WHAT IS REQUIRED
Each line in the entries below that contains the word "anyhow" counts once. Report how many there are and nothing more.

AVAILABLE RECORDS

Segment Open

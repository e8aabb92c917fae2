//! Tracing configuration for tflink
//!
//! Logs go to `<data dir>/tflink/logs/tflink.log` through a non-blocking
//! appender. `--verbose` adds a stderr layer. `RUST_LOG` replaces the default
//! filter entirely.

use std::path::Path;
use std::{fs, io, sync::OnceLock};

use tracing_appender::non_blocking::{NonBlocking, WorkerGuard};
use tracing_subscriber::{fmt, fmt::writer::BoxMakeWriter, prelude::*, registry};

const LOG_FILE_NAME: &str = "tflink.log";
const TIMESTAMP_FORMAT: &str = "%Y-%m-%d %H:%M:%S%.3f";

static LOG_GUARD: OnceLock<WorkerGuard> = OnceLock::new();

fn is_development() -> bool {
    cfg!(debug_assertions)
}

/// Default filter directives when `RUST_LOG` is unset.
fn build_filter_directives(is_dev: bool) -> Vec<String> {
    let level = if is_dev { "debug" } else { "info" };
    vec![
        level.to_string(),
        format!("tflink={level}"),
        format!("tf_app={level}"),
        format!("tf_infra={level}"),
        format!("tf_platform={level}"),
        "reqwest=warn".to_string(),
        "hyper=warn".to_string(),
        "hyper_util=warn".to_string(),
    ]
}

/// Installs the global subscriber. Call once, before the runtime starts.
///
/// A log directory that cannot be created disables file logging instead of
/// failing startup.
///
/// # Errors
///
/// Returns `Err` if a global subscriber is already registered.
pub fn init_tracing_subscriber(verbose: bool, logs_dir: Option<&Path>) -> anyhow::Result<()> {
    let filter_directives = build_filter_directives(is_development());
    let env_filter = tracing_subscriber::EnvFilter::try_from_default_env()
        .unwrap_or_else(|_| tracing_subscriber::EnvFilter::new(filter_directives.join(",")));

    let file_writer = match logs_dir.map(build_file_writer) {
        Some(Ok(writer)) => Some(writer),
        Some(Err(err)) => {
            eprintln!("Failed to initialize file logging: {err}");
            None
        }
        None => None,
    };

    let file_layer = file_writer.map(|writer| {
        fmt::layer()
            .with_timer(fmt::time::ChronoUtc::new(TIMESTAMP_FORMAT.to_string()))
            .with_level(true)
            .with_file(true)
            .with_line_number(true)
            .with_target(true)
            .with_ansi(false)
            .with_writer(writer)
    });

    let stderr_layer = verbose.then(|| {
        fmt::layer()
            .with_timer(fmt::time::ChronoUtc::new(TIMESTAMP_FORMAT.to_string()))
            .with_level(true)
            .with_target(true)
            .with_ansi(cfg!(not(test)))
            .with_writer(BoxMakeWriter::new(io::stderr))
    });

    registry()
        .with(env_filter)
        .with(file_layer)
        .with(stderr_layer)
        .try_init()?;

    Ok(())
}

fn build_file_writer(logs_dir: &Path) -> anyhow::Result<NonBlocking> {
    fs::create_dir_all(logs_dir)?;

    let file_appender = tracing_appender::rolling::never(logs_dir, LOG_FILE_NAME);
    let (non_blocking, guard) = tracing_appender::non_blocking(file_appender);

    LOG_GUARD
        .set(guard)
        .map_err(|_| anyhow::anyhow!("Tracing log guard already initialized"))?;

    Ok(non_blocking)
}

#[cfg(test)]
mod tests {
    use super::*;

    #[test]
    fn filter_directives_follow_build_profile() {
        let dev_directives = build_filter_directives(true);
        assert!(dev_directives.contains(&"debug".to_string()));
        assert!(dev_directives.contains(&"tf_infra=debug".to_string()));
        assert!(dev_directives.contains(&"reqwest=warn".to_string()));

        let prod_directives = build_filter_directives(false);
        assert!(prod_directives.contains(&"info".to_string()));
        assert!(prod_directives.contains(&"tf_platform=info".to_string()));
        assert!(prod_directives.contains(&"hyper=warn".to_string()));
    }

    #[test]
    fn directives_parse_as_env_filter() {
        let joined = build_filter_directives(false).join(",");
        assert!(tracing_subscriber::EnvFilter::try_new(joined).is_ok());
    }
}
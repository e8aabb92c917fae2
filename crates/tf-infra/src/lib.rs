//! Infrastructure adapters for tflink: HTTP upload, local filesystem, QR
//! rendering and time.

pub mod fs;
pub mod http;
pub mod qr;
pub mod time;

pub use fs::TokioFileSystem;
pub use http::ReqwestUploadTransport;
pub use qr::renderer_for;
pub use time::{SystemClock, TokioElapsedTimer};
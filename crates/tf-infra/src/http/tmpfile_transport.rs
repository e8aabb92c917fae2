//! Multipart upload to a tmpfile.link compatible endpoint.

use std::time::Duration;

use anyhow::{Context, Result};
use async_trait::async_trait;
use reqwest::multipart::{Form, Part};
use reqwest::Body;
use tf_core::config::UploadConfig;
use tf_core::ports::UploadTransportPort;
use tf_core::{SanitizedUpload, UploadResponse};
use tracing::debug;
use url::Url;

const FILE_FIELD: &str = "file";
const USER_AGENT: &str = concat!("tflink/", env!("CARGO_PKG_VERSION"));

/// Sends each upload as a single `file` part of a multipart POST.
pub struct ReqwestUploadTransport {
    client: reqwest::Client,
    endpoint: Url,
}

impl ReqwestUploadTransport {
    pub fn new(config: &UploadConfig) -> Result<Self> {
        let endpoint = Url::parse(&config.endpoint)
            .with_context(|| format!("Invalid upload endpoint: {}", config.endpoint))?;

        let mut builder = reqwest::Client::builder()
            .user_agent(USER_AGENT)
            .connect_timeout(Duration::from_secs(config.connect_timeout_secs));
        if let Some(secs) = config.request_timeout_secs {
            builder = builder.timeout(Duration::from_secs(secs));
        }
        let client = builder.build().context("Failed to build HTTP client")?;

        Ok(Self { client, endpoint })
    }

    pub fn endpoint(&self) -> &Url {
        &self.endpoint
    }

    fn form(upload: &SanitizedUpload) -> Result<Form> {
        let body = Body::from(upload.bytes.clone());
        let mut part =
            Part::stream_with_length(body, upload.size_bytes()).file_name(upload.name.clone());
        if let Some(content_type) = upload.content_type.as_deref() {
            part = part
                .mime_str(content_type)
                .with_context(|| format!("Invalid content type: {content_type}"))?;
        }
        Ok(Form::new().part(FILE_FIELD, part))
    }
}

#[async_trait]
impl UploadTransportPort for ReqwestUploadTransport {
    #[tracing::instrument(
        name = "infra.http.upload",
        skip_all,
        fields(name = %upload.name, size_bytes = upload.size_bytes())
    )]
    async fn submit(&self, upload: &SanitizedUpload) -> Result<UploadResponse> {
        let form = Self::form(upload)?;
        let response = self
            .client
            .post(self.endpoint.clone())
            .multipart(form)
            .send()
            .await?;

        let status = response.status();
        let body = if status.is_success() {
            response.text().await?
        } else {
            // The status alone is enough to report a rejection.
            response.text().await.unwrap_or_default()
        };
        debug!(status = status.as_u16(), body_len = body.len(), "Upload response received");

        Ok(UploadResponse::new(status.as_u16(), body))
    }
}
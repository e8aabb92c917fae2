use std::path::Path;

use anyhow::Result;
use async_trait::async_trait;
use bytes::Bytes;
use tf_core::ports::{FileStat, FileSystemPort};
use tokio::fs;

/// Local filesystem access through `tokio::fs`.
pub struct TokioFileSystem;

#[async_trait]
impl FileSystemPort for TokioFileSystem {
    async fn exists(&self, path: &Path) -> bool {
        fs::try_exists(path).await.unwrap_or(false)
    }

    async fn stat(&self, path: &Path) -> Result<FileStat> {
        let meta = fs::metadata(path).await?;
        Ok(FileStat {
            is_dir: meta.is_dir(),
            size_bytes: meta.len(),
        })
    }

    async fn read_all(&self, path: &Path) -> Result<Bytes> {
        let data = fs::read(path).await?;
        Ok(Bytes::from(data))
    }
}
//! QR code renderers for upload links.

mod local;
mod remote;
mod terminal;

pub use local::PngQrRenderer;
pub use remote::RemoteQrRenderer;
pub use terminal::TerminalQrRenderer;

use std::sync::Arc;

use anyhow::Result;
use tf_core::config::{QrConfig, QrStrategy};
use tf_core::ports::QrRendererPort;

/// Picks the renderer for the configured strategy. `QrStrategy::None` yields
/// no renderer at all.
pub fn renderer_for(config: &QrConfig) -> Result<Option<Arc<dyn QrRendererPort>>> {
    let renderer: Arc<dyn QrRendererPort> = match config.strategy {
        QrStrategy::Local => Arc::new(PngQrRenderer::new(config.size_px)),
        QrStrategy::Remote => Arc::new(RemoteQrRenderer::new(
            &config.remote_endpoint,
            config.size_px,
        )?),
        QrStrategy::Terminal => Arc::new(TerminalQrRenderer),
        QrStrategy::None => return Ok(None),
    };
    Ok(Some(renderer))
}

Segment Closed
Segment Open

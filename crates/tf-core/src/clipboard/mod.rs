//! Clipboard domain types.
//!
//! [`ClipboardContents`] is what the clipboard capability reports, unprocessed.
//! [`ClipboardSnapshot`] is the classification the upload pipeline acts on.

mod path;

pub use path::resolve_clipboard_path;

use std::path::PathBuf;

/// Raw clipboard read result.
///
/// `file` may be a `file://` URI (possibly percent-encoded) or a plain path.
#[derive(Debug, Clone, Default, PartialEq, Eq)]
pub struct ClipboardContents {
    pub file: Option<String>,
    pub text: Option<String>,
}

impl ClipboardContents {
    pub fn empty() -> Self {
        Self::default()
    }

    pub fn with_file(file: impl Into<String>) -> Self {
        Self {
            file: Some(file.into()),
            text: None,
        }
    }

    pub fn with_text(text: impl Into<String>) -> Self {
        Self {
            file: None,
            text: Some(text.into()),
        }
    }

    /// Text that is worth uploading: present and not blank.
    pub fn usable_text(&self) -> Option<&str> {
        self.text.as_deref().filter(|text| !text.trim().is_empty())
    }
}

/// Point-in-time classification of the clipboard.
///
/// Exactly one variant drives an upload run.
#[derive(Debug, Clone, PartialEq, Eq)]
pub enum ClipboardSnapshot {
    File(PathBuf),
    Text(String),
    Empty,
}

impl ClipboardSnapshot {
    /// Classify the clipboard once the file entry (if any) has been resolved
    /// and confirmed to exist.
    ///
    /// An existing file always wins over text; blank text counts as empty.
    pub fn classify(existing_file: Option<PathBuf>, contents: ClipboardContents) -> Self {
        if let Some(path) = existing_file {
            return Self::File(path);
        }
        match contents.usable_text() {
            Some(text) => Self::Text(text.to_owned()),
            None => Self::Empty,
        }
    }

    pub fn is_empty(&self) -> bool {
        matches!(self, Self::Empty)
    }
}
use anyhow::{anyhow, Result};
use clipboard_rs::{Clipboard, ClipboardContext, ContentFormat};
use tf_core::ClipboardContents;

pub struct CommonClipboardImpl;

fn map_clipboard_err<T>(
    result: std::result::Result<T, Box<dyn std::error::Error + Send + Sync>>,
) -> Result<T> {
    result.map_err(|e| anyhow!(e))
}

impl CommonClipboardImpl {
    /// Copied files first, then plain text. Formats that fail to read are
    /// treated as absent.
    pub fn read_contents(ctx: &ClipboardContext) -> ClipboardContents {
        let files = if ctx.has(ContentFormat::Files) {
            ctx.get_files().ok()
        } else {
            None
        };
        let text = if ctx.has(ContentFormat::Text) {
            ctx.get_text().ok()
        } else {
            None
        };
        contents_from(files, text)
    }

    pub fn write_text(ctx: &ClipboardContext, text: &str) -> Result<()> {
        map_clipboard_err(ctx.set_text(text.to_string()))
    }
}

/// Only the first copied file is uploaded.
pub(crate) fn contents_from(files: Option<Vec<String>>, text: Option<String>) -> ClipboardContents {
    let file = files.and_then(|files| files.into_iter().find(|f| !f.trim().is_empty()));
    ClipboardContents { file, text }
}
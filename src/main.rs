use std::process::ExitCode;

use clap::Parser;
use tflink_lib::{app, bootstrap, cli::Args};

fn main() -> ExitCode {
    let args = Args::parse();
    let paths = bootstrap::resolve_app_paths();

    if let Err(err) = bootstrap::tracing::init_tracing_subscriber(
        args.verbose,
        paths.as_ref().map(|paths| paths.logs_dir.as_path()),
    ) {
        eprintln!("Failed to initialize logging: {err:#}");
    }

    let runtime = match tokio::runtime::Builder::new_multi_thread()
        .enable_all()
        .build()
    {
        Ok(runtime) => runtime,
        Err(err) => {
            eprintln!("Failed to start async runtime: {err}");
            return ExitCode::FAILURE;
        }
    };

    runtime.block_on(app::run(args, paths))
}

Segment Closed

WRITTEN RESPONSE
8